<<<<

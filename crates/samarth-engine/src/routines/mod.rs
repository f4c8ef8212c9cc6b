//! Analysis routines, one per [`Intent`].
//!
//! Each routine turns a question plus a [`Dataset`] into an
//! [`AnalysisResult`] or an [`AnalysisFault`] describing what was missing.
//! Faults are ordinary values: the engine turns them into a message and a
//! fallback summary, so nothing here needs to be infallible except
//! [`GenericSummary`].

mod rainfall;
mod summary;
mod tax;

pub use rainfall::RainfallComparison;
pub use summary::{summarize, GenericSummary};
pub use tax::TaxAnalysis;

use crate::config::EngineConfig;
use crate::dataset::Dataset;
use crate::entities::EntityError;
use crate::router::Intent;
use polars::prelude::*;
use thiserror::Error;

/// Everything a routine may look at.
#[derive(Debug, Clone, Copy)]
pub struct AnalysisContext<'a> {
    pub question: &'a str,
    pub dataset: &'a Dataset,
    pub config: &'a EngineConfig,
}

/// Markdown answer plus, optionally, the derived table behind it.
#[derive(Debug, Clone, Default)]
pub struct AnalysisResult {
    pub markdown: String,
    pub table: Option<DataFrame>,
}

impl AnalysisResult {
    pub fn new(markdown: impl Into<String>, table: Option<DataFrame>) -> Self {
        Self {
            markdown: markdown.into(),
            table,
        }
    }

    /// A result that contributes nothing to the answer.
    pub fn empty() -> Self {
        Self::default()
    }

    pub fn is_blank(&self) -> bool {
        self.markdown.trim().is_empty()
    }
}

/// Why a routine could not produce its analysis.
#[derive(Error, Debug)]
pub enum AnalysisFault {
    #[error(
        "Could not find the required '{column}' column in the dataset. Available columns: {}",
        list(.available)
    )]
    RequiredColumnMissing {
        column: String,
        available: Vec<String>,
    },

    #[error(
        "I found the dataset, but could not find data for {}. States present in the data: {}",
        list(.requested),
        list(.present)
    )]
    NoMatchingStates {
        requested: Vec<String>,
        present: Vec<String>,
    },

    #[error(
        "The dataset has no column for fiscal year(s) {}. Year-like columns available: {}",
        list(.missing),
        list(.available)
    )]
    YearColumnsMissing {
        missing: Vec<String>,
        available: Vec<String>,
    },

    #[error("Unsupported fiscal year: {0}")]
    UnsupportedFiscalYear(#[from] EntityError),

    #[error("Polars error: {0}")]
    Polars(#[from] PolarsError),
}

fn list(items: &[String]) -> String {
    if items.is_empty() {
        "none".to_string()
    } else {
        items.join(", ")
    }
}

/// A single analysis strategy.
///
/// Implementations must be `Send + Sync` so an engine can be shared
/// between request handlers.
pub trait AnalysisRoutine: Send + Sync {
    /// Routine name for logging.
    fn name(&self) -> &str;

    /// Run the analysis.
    fn run(&self, ctx: &AnalysisContext<'_>) -> Result<AnalysisResult, AnalysisFault>;
}

/// The routine that answers a given intent.
pub fn routine_for(intent: Intent) -> &'static dyn AnalysisRoutine {
    match intent {
        Intent::TaxAnalysis => &TaxAnalysis,
        Intent::RainfallCropComparison => &RainfallComparison,
        Intent::GenericSummary => &GenericSummary,
    }
}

>>>>

Task item.
Repeat only the tail of the entries, exactly: the line containing "fn name(&self) -> &str;" and every line after it, to the end.

Exercise response.
    fn name(&self) -> &str;

    /// Run the analysis.
    fn run(&self, ctx: &AnalysisContext<'_>) -> Result<AnalysisResult, AnalysisFault>;
}

/// The routine that answers a given intent.
pub fn routine_for(intent: Intent) -> &'static dyn AnalysisRoutine {
    match intent {
        Intent::TaxAnalysis => &TaxAnalysis,
        Intent::RainfallCropComparison => &RainfallComparison,
        Intent::GenericSummary => &GenericSummary,
    }
}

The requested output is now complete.